--- Extracted material ---

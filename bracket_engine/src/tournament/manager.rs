//! Tournament manager holding one bracket per tournament in memory.

use super::models::{TournamentId, TournamentInfo, TournamentState};
use crate::bracket::{
    Bracket, BracketConfig, BracketError, Entrant, MatchReport, assign_seeds,
    build_bracket_with_config, report_result,
};
use chrono::{DateTime, Utc};
use std::{collections::HashMap, sync::Arc};
use thiserror::Error;
use tokio::sync::{Mutex, RwLock};

/// Tournament errors
#[derive(Debug, Error)]
pub enum TournamentError {
    #[error("Tournament not found: {0}")]
    NotFound(TournamentId),

    #[error(transparent)]
    Bracket(#[from] BracketError),
}

pub type TournamentResult<T> = Result<T, TournamentError>;

struct TournamentEntry {
    bracket: Bracket,
    generated_at: DateTime<Utc>,
    updated_at: DateTime<Utc>,
}

impl TournamentEntry {
    fn new(bracket: Bracket) -> Self {
        let now = Utc::now();
        Self {
            bracket,
            generated_at: now,
            updated_at: now,
        }
    }

    fn info(&self, id: TournamentId) -> TournamentInfo {
        let champion = self.bracket.champion().cloned();
        TournamentInfo {
            id,
            state: if champion.is_some() {
                TournamentState::Finished
            } else {
                TournamentState::Running
            },
            competitor_count: self.bracket.competitors.len(),
            playable_matches: self.bracket.playable_matches().len(),
            champion,
            generated_at: self.generated_at,
            updated_at: self.updated_at,
        }
    }
}

/// Tournament manager
///
/// Generation and result reporting for the same tournament are mutually
/// exclusive; different tournaments never wait on each other beyond the
/// registry lookup.
#[derive(Clone)]
pub struct TournamentManager {
    /// Configuration for newly generated brackets
    config: BracketConfig,

    /// Brackets by tournament, each behind its own writer lock
    tournaments: Arc<RwLock<HashMap<TournamentId, Arc<Mutex<TournamentEntry>>>>>,
}

impl TournamentManager {
    /// Create a new tournament manager
    pub fn new(config: BracketConfig) -> Self {
        Self {
            config,
            tournaments: Arc::new(RwLock::new(HashMap::new())),
        }
    }

    /// Seed ranked entrants and build a fresh bracket
    ///
    /// Replaces any existing bracket for the tournament, discarding all
    /// reported results.
    ///
    /// # Arguments
    ///
    /// * `tournament_id` - Tournament to (re)generate
    /// * `ranked` - Entrants ordered best-first
    ///
    /// # Returns
    ///
    /// * `TournamentResult<Bracket>` - Snapshot of the new bracket
    pub async fn generate_bracket(
        &self,
        tournament_id: TournamentId,
        ranked: Vec<Entrant>,
    ) -> TournamentResult<Bracket> {
        let competitors = assign_seeds(ranked)?;
        let bracket = build_bracket_with_config(tournament_id, &competitors, self.config.clone())?;

        let entry = {
            let mut tournaments = self.tournaments.write().await;
            tournaments
                .entry(tournament_id)
                .or_insert_with(|| Arc::new(Mutex::new(TournamentEntry::new(bracket.clone()))))
                .clone()
        };

        *entry.lock().await = TournamentEntry::new(bracket.clone());
        log::info!(
            "Generated bracket for tournament {} ({} competitors)",
            tournament_id,
            competitors.len()
        );

        Ok(bracket)
    }

    /// Record a result for a tournament's bracket
    ///
    /// # Returns
    ///
    /// * `TournamentResult<Bracket>` - Snapshot after propagation
    ///
    /// # Errors
    ///
    /// Rejected reports leave the stored bracket untouched.
    pub async fn report_result(
        &self,
        tournament_id: TournamentId,
        report: MatchReport,
    ) -> TournamentResult<Bracket> {
        let entry = self.entry(tournament_id).await?;
        let mut entry = entry.lock().await;

        let updated = report_result(&entry.bracket, &report).inspect_err(|e| {
            log::warn!(
                "Tournament {}: rejected result for {}: {}",
                tournament_id,
                report.match_id,
                e
            );
        })?;

        entry.bracket = updated;
        entry.updated_at = Utc::now();

        if let Some(champion) = entry.bracket.champion() {
            log::info!("Tournament {} finished, champion {}", tournament_id, champion);
        }

        Ok(entry.bracket.clone())
    }

    /// Snapshot of the current bracket
    pub async fn get_bracket(&self, tournament_id: TournamentId) -> TournamentResult<Bracket> {
        let entry = self.entry(tournament_id).await?;
        let entry = entry.lock().await;
        Ok(entry.bracket.clone())
    }

    /// Get tournament information
    pub async fn get_tournament_info(
        &self,
        tournament_id: TournamentId,
    ) -> TournamentResult<TournamentInfo> {
        let entry = self.entry(tournament_id).await?;
        let entry = entry.lock().await;
        Ok(entry.info(tournament_id))
    }

    /// List all tournaments, ordered by id
    pub async fn list_tournaments(
        &self,
        state_filter: Option<TournamentState>,
    ) -> Vec<TournamentInfo> {
        let entries: Vec<(TournamentId, Arc<Mutex<TournamentEntry>>)> = {
            let tournaments = self.tournaments.read().await;
            tournaments
                .iter()
                .map(|(id, entry)| (*id, entry.clone()))
                .collect()
        };

        let mut infos = Vec::with_capacity(entries.len());
        for (id, entry) in entries {
            let info = entry.lock().await.info(id);
            if state_filter.is_none_or(|state| state == info.state) {
                infos.push(info);
            }
        }
        infos.sort_by_key(|info| info.id);
        infos
    }

    /// Delete a tournament and its bracket
    pub async fn delete_tournament(&self, tournament_id: TournamentId) -> TournamentResult<()> {
        let removed = self.tournaments.write().await.remove(&tournament_id);
        match removed {
            Some(_) => {
                log::info!("Deleted tournament {}", tournament_id);
                Ok(())
            }
            None => Err(TournamentError::NotFound(tournament_id)),
        }
    }

    async fn entry(
        &self,
        tournament_id: TournamentId,
    ) -> TournamentResult<Arc<Mutex<TournamentEntry>>> {
        self.tournaments
            .read()
            .await
            .get(&tournament_id)
            .cloned()
            .ok_or(TournamentError::NotFound(tournament_id))
    }
}

impl Default for TournamentManager {
    fn default() -> Self {
        Self::new(BracketConfig::default())
    }
}

#[cfg(test)]
mod tests {
    use super::*;
    use crate::bracket::MatchId;

    fn entrants(count: usize) -> Vec<Entrant> {
        (1..=count)
            .map(|i| Entrant::new(format!("p{i}"), format!("Player {i}")))
            .collect()
    }

    #[tokio::test]
    async fn test_unknown_tournament() {
        let manager = TournamentManager::default();
        assert!(matches!(
            manager.get_bracket(3).await,
            Err(TournamentError::NotFound(3))
        ));
        assert!(matches!(
            manager.delete_tournament(3).await,
            Err(TournamentError::NotFound(3))
        ));
    }

    #[tokio::test]
    async fn test_generate_rejects_small_field() {
        let manager = TournamentManager::default();
        let err = manager.generate_bracket(1, entrants(1)).await.unwrap_err();
        assert!(matches!(
            err,
            TournamentError::Bracket(BracketError::InsufficientCompetitors { count: 1 })
        ));
        assert!(manager.list_tournaments(None).await.is_empty());
    }

    #[tokio::test]
    async fn test_rejected_report_keeps_state() {
        let manager = TournamentManager::default();
        manager.generate_bracket(1, entrants(4)).await.unwrap();
        let before = manager.get_bracket(1).await.unwrap();

        let err = manager
            .report_result(1, MatchReport::new(MatchId::winners(2, 1), "p1", "p2"))
            .await
            .unwrap_err();
        assert!(matches!(
            err,
            TournamentError::Bracket(BracketError::MatchNotReady(_))
        ));
        assert_eq!(manager.get_bracket(1).await.unwrap(), before);
    }

    #[tokio::test]
    async fn test_regeneration_discards_results() {
        let manager = TournamentManager::default();
        let fresh = manager.generate_bracket(1, entrants(4)).await.unwrap();
        manager
            .report_result(1, MatchReport::new(MatchId::winners(1, 1), "p1", "p4"))
            .await
            .unwrap();

        let regenerated = manager.generate_bracket(1, entrants(4)).await.unwrap();
        assert_eq!(regenerated, fresh);
        assert_eq!(manager.get_bracket(1).await.unwrap(), fresh);
    }
}
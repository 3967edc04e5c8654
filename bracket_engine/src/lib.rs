//! # Bracket Engine
//!
//! Deterministic double-elimination brackets: seeding, match-graph
//! construction with byes, and result propagation including the grand
//! finals bracket reset.
//!
//! The engine is pure and synchronous. It persists nothing; callers store
//! the returned [`bracket::Bracket`] (it serializes with serde) and hand it
//! back for every reported result.
//!
//! ## Core Modules
//!
//! - [`bracket`]: seeding, bracket builder, result propagator and standings
//! - [`tournament`]: in-memory registry that serializes writes per tournament
//!
//! ## Example
//!
//! ```
//! use bracket_engine::bracket::{Entrant, assign_seeds, build_bracket};
//!
//! let competitors = assign_seeds(vec![
//!     Entrant::new("1", "First"),
//!     Entrant::new("2", "Second"),
//!     Entrant::new("3", "Third"),
//! ])?;
//! let bracket = build_bracket(1, &competitors)?;
//! assert_eq!(bracket.bracket_size, 4);
//! # Ok::<(), bracket_engine::bracket::BracketError>(())
//! ```

/// Seeding, bracket construction and result propagation.
pub mod bracket;
pub use bracket::{
    Bracket, BracketConfig, BracketError, BracketResult, Competitor, CompetitorId, Entrant,
    MatchId, MatchReport, assign_seeds, build_bracket, report_result,
};

/// Per-tournament bracket registry.
pub mod tournament;
pub use tournament::{TournamentError, TournamentId, TournamentManager, TournamentResult};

---

■ **Brief**
Find all lines in the records that hold the word "winners". Copy them.

■ **Exercise result**
            .report_result(1, MatchReport::new(MatchId::winners(2, 1), "p1", "p2"))
            .report_result(1, MatchReport::new(MatchId::winners(1, 1), "p1", "p4"))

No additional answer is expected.